Scientists studying biological systems at the molecular level now have a new hybrid technique to probe the dynamics of the Holliday junction.
The Holliday junction is a four-stranded DNA structure that forms during a process known as homologous recombination, which occurs when damaged DNA is repaired. Understanding how DNA repairs itself is an essential step in ultimately developing therapies for genetic disorders.
The hybrid technique is described by principal investigator Taekjip Ha and his colleagues at the University of Illinois in the Oct. 12 issue of Science. The Holliday junction is named after geneticist Robin Holliday, who proposed the model of DNA-strand exchange in 1964. To better understand the mechanisms and functions of proteins that interact with the Holliday junction, the researchers needed a way to study the structural and dynamic properties of the junction itself.
"Based on our previous studies, we knew the Holliday junction fluctuated between two structures, but how it moved from one place to the other and what intermediates were visited along the pathway were unknown," Ha said. With this latest work, the researchers have determined that the intermediate structure is similar to that of a Holliday junction bound to its own processing enzyme.
The hybrid technique combines the exquisite force control of an optical trap and the precise measurement capabilities of single-molecule fluorescence resonance energy transfer. To use the technique, researchers first attach two dye molecules--one green and one red--to the molecule they want to study. Next, they excite the green dye with a laser. Some of the energy moves from the green dye to the red dye, depending upon the distance between them. The changing ratio of the two intensities indicates the relative movement of the two dyes. Therefore, by monitoring the brightness of the two dyes, the researchers can determine the motion of the molecule. With the optical trap, a focused laser beam locks onto a microsphere attached to one end of the molecule to be studied. The optical trap can then pull on the molecule like a pair of tweezers.
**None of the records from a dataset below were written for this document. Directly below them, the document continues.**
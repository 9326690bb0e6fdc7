use thiserror::Error;

#[derive(Debug, Error)]
pub enum StateMachineError {
    #[error("definition '{0}' is already registered")]
    DuplicateDefinition(String),

    #[error("definition '{0}' not found")]
    DefinitionNotFound(String),

    #[error("instance '{0}' not found")]
    InstanceNotFound(String),

    #[error("invalid definition '{name}': {reason}")]
    InvalidDefinition { name: String, reason: String },

    #[error("no such transition '{transition}' in definition '{definition}'")]
    NoSuchTransition {
        definition: String,
        transition: String,
    },

    #[error(
        "transition '{transition}' does not apply: instance is in state '{current}', expected '{from}'"
    )]
    InvalidTransition {
        transition: String,
        current: String,
        from: String,
    },

    #[error("instance '{id}' is in terminal state '{state}'")]
    Terminal { id: String, state: String },

    #[error("hook '{module}' failed for transition '{transition}'")]
    HookFailed {
        module: String,
        transition: String,
        #[source]
        source: anyhow::Error,
    },
}

impl StateMachineError {
    /// Stable failure code surfaced in error bodies.
    pub fn code(&self) -> &'static str {
        match self {
            Self::DuplicateDefinition(_) => "duplicate_definition",
            Self::DefinitionNotFound(_) => "definition_not_found",
            Self::InstanceNotFound(_) => "instance_not_found",
            Self::InvalidDefinition { .. } => "invalid_definition",
            Self::NoSuchTransition { .. } => "no_such_transition",
            Self::InvalidTransition { .. } => "invalid_transition",
            Self::Terminal { .. } => "terminal",
            Self::HookFailed { .. } => "hook_failed",
        }
    }
}
use std::sync::Arc;
use std::time::Duration;

use arc_swap::ArcSwapOption;
use async_trait::async_trait;
use serde::Deserialize;
use tokio_util::sync::CancellationToken;
use tracing::{debug, warn};

use flowkit::{Callable, JsonMap, Module, ModuleCtx, ServiceRegistry, WireableModule};

use crate::engine::StateMachineEngine;

fn default_max_retries() -> u32 {
    3
}
fn default_backoff_ms() -> u64 {
    100
}
fn default_timeout_seconds() -> u64 {
    30
}

#[derive(Debug, Clone, Deserialize)]
#[serde(deny_unknown_fields)]
pub struct ProcessingStepConfig {
    /// Service name of the callable to invoke.
    #[serde(rename = "componentID", alias = "componentId")]
    pub component_id: String,
    /// Service name of the bound state machine engine.
    #[serde(rename = "stateMachine")]
    pub state_machine: String,
    #[serde(rename = "successTransition")]
    pub success_transition: String,
    #[serde(rename = "compensateTransition")]
    pub compensate_transition: String,
    #[serde(default = "default_max_retries", rename = "maxRetries")]
    pub max_retries: u32,
    /// Base backoff, doubled per attempt.
    #[serde(default = "default_backoff_ms", rename = "retryBackoffMs")]
    pub retry_backoff_ms: u64,
    /// Per-attempt timeout.
    #[serde(default = "default_timeout_seconds", rename = "timeoutSeconds")]
    pub timeout_seconds: u64,
}

struct Bound {
    cfg: ProcessingStepConfig,
    component: Arc<dyn Callable>,
    machine: Arc<StateMachineEngine>,
}

/// Shared step state: configuration plus lazily-bound component and
/// engine; also the callable surface published in the registry.
struct StepState {
    name: String,
    cfg: ArcSwapOption<ProcessingStepConfig>,
    registry: ArcSwapOption<ServiceRegistry>,
    bound: ArcSwapOption<Bound>,
    cancel: ArcSwapOption<CancellationToken>,
}

impl StepState {
    /// Resolve the component and engine from the registry. Called eagerly
    /// at init and again lazily — the component may be published by a
    /// module that inits later.
    fn try_bind(&self) -> anyhow::Result<Arc<Bound>> {
        if let Some(bound) = self.bound.load_full() {
            return Ok(bound);
        }
        let cfg = self
            .cfg
            .load_full()
            .ok_or_else(|| anyhow::anyhow!("processing step '{}' not initialized", self.name))?;
        let registry = self
            .registry
            .load_full()
            .ok_or_else(|| anyhow::anyhow!("processing step '{}' not initialized", self.name))?;

        let component: Arc<dyn Callable> = registry.get(&cfg.component_id)?;
        let machine: Arc<StateMachineEngine> = registry.get(&cfg.state_machine)?;
        let bound = Arc::new(Bound {
            cfg: (*cfg).clone(),
            component,
            machine,
        });
        self.bound.store(Some(bound.clone()));
        Ok(bound)
    }

    fn cancellation(&self) -> CancellationToken {
        self.cancel
            .load_full()
            .map(|t| (*t).clone())
            .unwrap_or_default()
    }

    /// Invoke the component for an instance: retry transient failures with
    /// exponential backoff, then fire the success or compensate transition.
    /// At most one transition fires per run; retries fire none.
    async fn run(&self, instance_id: &str, params: JsonMap) -> anyhow::Result<JsonMap> {
        let bound = self.try_bind()?;
        let cfg = &bound.cfg;
        let cancel = self.cancellation();

        let mut attempt: u32 = 1;
        loop {
            debug!(step = %self.name, instance = instance_id, attempt, "Invoking component");

            let outcome = tokio::select! {
                _ = cancel.cancelled() => {
                    anyhow::bail!("processing step '{}' cancelled", self.name);
                }
                result = tokio::time::timeout(
                    Duration::from_secs(cfg.timeout_seconds),
                    bound.component.execute(params.clone()),
                ) => match result {
                    Ok(inner) => inner,
                    Err(_) => Err(anyhow::anyhow!(
                        "attempt timed out after {}s",
                        cfg.timeout_seconds
                    )),
                },
            };

            match outcome {
                Ok(output) => {
                    bound
                        .machine
                        .trigger(instance_id, &cfg.success_transition, output.clone())
                        .await?;
                    return Ok(output);
                }
                Err(e) => {
                    if attempt <= cfg.max_retries {
                        let backoff = Duration::from_millis(
                            cfg.retry_backoff_ms
                                .saturating_mul(1u64 << (attempt - 1).min(32)),
                        );
                        warn!(
                            step = %self.name,
                            instance = instance_id,
                            attempt,
                            backoff_ms = backoff.as_millis() as u64,
                            error = %e,
                            "Component failed; retrying"
                        );
                        tokio::select! {
                            _ = cancel.cancelled() => {
                                anyhow::bail!("processing step '{}' cancelled during backoff", self.name);
                            }
                            _ = tokio::time::sleep(backoff) => {}
                        }
                        attempt += 1;
                        continue;
                    }

                    warn!(
                        step = %self.name,
                        instance = instance_id,
                        attempts = attempt,
                        error = %e,
                        "Attempts exhausted; firing compensate transition"
                    );
                    let mut compensate_payload = JsonMap::new();
                    compensate_payload
                        .insert("error".to_string(), serde_json::json!(e.to_string()));
                    compensate_payload
                        .insert("attempts".to_string(), serde_json::json!(attempt));
                    bound
                        .machine
                        .trigger(instance_id, &cfg.compensate_transition, compensate_payload)
                        .await?;
                    return Err(e);
                }
            }
        }
    }
}

/// Processing steps are callable, so pipelines and hooks can invoke them.
/// The instance id travels in `instance_id` (or `id`).
#[async_trait]
impl Callable for StepState {
    async fn execute(&self, mut params: JsonMap) -> anyhow::Result<JsonMap> {
        let instance_id = params
            .remove("instance_id")
            .or_else(|| params.remove("id"))
            .and_then(|v| v.as_str().map(str::to_string))
            .ok_or_else(|| anyhow::anyhow!("missing 'instance_id' parameter"))?;
        self.run(&instance_id, params).await
    }

    fn contract(&self) -> flowkit::CallContract {
        flowkit::CallContract {
            required: vec!["instance_id".to_string()],
            optional: vec![],
            outputs: vec![],
        }
    }
}

/// The `processing.step` module: invokes a callable component with
/// retry/backoff and bridges its outcome to exactly one state machine
/// transition per run. The decision is error-based — a callable signalling
/// business failure must return an error.
pub struct ProcessingStep {
    state: Arc<StepState>,
}

impl ProcessingStep {
    pub fn new(name: &str) -> Self {
        Self {
            state: Arc::new(StepState {
                name: name.to_string(),
                cfg: ArcSwapOption::from(None),
                registry: ArcSwapOption::from(None),
                bound: ArcSwapOption::from(None),
                cancel: ArcSwapOption::from(None),
            }),
        }
    }

    pub async fn run(&self, instance_id: &str, params: JsonMap) -> anyhow::Result<JsonMap> {
        self.state.run(instance_id, params).await
    }
}

#[async_trait]
impl Module for ProcessingStep {
    fn name(&self) -> &str {
        &self.state.name
    }

    async fn init(&self, ctx: &ModuleCtx) -> anyhow::Result<()> {
        let cfg: ProcessingStepConfig = ctx.config()?;
        self.state.cfg.store(Some(Arc::new(cfg)));
        self.state.registry.store(Some(ctx.registry().clone()));
        self.state.cancel.store(Some(Arc::new(ctx.cancellation())));

        // Published as a callable so hooks and pipeline steps can invoke
        // this step by name.
        ctx.registry().register(
            self.state.name.clone(),
            self.state.clone() as Arc<dyn Callable>,
        )?;

        // Eager resolution per the contract; components published by
        // later-initializing modules bind in the wiring pass instead.
        if let Err(e) = self.state.try_bind() {
            debug!(step = %self.state.name, error = %e, "Component not yet resolvable; deferring to wiring");
        }
        Ok(())
    }

    fn as_any(&self) -> &dyn std::any::Any {
        self
    }

    fn as_wireable(&self) -> Option<&dyn WireableModule> {
        Some(self)
    }
}

impl WireableModule for ProcessingStep {
    fn wire(&self, _ctx: &ModuleCtx) -> anyhow::Result<()> {
        self.state.try_bind().map(|_| ())
    }
}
The project is funded by the Physics and Molecular and Cellular Biosciences divisions at the National Science Foundation (NSF) through a CAREER award for the development and utilization of advanced single-molecule techniques to study the fundamentals of DNA-protein interactions.
Past techniques, such as X-ray crystallography and nuclear magnetic resonance, have provided a vast amount of structural detail for biological molecules, but the data is largely limited to a static view. Single molecule approaches make it possible to study dynamic interactions at the single molecule level. The ability to follow bioprocesses as they actually occur in real time transforms the way we visualize and ultimately understand the complex dynamics of living systems.
"The two NSF divisions supporting this project have been working closely together for several years to foster this research and other similar approaches," said NSF Program Manager Denise Caldwell. "These results highlight the importance of fostering a cross-disciplinary approach to understanding complex living systems because input from both directions is essential to the success of the project." She added that "a lot of junior scientists are migrating into fields like this one because the science is intellectually exciting."